Copy out each line featuring the string "true" from the entries beneath.

Data excerpts:
++++++
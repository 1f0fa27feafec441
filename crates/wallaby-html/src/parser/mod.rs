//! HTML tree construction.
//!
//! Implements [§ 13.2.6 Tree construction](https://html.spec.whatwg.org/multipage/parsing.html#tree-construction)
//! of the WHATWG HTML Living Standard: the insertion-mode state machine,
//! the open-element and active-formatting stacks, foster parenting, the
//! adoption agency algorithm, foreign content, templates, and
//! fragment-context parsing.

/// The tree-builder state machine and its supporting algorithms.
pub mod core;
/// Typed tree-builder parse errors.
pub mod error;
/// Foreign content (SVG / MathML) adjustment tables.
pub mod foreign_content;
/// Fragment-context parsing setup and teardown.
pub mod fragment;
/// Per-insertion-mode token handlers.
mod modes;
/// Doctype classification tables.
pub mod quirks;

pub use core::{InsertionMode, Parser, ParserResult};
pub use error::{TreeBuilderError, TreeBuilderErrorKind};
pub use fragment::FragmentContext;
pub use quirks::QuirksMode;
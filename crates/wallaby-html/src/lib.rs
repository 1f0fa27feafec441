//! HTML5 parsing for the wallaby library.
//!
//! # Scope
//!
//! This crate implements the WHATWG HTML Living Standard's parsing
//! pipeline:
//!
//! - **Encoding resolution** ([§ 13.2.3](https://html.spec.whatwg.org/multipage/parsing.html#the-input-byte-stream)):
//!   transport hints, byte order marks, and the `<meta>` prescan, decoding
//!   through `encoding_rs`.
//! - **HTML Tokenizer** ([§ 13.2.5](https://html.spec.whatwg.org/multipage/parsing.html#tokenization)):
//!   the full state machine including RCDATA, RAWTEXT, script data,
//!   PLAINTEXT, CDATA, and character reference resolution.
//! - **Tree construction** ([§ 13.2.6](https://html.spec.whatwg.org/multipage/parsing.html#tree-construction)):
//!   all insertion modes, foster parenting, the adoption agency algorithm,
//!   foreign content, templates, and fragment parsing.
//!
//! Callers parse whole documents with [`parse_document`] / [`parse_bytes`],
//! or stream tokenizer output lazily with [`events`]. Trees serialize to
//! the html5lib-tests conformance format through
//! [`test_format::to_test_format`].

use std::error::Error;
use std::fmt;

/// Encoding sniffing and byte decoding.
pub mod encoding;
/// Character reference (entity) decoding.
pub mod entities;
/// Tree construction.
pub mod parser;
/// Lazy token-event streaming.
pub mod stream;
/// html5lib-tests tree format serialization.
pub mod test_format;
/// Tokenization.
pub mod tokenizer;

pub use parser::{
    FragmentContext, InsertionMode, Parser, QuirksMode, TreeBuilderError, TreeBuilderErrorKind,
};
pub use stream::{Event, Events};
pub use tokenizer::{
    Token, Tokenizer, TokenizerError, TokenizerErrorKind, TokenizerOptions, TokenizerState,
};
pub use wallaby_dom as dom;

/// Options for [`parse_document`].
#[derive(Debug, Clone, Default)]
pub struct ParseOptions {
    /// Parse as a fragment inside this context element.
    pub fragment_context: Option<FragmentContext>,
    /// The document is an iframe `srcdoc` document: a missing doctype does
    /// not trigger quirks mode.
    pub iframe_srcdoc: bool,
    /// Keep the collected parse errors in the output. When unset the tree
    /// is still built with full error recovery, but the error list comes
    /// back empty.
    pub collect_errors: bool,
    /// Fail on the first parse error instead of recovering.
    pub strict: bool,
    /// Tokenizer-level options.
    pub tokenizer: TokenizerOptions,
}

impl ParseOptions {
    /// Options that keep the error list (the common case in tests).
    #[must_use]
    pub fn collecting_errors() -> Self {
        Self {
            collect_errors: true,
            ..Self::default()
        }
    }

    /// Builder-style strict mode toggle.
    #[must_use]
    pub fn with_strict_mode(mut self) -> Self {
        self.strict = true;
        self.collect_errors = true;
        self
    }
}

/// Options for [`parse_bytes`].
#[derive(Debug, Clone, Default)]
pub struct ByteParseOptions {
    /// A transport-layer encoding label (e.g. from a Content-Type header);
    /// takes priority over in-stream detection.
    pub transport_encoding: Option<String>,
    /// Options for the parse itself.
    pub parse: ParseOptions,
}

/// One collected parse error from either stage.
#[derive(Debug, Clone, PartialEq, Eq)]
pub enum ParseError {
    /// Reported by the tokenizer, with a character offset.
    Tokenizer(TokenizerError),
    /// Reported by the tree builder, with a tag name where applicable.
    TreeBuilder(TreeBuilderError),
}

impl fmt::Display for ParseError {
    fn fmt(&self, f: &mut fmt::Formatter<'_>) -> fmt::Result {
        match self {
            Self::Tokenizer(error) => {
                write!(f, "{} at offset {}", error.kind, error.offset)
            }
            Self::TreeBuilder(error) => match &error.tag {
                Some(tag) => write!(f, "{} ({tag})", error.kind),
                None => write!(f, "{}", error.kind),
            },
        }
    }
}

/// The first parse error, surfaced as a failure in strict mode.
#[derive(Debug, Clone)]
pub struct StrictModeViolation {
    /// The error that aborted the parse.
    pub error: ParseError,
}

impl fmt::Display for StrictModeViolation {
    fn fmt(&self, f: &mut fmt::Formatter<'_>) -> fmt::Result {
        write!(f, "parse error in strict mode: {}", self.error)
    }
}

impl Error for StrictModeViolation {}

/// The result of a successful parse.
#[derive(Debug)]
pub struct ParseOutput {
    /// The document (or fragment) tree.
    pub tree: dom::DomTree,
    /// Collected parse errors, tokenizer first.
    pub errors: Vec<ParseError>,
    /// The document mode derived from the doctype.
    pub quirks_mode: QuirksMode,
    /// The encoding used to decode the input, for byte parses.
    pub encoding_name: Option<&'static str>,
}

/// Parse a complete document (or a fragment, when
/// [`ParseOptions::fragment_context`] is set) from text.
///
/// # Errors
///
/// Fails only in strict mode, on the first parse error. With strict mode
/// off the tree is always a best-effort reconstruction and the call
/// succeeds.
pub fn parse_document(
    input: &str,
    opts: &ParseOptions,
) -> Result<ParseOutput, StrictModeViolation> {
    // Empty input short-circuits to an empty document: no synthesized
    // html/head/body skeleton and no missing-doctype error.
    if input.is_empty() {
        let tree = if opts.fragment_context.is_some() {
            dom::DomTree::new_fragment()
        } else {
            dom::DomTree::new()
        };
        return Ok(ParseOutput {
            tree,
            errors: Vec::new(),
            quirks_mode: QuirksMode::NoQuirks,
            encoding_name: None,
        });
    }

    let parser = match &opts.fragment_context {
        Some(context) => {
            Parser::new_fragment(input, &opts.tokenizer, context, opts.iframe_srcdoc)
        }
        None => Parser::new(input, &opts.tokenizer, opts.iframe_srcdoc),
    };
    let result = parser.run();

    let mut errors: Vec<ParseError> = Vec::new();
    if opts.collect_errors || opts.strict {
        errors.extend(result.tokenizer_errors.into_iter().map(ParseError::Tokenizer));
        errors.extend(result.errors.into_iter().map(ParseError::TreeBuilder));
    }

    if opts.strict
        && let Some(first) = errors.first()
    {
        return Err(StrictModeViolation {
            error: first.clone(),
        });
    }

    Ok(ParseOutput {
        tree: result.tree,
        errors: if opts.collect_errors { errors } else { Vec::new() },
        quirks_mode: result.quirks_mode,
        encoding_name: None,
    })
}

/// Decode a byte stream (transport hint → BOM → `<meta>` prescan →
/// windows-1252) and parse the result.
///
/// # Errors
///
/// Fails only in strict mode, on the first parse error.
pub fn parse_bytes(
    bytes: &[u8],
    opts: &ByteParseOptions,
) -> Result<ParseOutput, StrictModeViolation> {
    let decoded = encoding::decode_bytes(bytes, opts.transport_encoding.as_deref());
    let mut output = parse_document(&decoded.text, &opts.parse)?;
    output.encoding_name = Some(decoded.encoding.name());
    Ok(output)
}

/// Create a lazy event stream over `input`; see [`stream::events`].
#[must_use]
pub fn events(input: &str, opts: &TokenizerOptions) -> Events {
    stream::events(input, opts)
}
++++++
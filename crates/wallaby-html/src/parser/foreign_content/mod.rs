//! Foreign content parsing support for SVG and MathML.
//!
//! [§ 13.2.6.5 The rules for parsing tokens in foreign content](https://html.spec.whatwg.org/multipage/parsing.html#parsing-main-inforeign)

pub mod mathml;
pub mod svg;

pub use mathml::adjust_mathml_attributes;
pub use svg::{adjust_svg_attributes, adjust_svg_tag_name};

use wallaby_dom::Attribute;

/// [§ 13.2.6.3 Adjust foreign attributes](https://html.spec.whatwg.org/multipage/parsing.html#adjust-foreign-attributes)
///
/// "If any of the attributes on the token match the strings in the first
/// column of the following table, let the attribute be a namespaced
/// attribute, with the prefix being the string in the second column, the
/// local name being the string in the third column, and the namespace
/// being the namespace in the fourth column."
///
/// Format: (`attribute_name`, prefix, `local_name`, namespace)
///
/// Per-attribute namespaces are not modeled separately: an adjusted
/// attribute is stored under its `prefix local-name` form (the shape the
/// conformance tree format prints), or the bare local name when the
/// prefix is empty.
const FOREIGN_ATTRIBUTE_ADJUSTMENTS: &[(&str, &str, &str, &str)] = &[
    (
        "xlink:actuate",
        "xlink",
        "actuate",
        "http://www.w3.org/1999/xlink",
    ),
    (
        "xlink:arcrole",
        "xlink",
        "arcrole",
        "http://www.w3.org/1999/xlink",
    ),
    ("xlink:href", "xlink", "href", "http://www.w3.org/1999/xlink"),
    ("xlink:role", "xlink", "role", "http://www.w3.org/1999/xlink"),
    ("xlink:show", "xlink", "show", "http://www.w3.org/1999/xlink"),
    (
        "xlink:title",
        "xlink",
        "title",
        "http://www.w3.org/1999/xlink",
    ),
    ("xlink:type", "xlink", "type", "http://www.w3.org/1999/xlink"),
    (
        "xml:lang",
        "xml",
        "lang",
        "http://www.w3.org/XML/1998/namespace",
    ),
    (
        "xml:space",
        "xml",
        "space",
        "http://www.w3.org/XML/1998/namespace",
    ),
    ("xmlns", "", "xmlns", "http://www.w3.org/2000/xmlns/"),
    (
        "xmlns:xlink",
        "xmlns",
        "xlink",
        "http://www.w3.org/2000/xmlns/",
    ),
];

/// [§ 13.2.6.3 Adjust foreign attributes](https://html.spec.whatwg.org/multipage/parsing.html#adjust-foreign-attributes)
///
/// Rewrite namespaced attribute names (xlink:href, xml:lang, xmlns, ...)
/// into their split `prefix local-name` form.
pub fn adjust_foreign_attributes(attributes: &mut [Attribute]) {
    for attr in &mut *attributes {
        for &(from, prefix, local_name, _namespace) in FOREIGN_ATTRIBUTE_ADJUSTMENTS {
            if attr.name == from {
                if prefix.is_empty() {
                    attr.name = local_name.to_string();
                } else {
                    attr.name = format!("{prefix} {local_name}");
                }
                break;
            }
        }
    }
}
++++++
__Exercise output__
            collect_errors: true,
        self.strict = true;
        self.collect_errors = true;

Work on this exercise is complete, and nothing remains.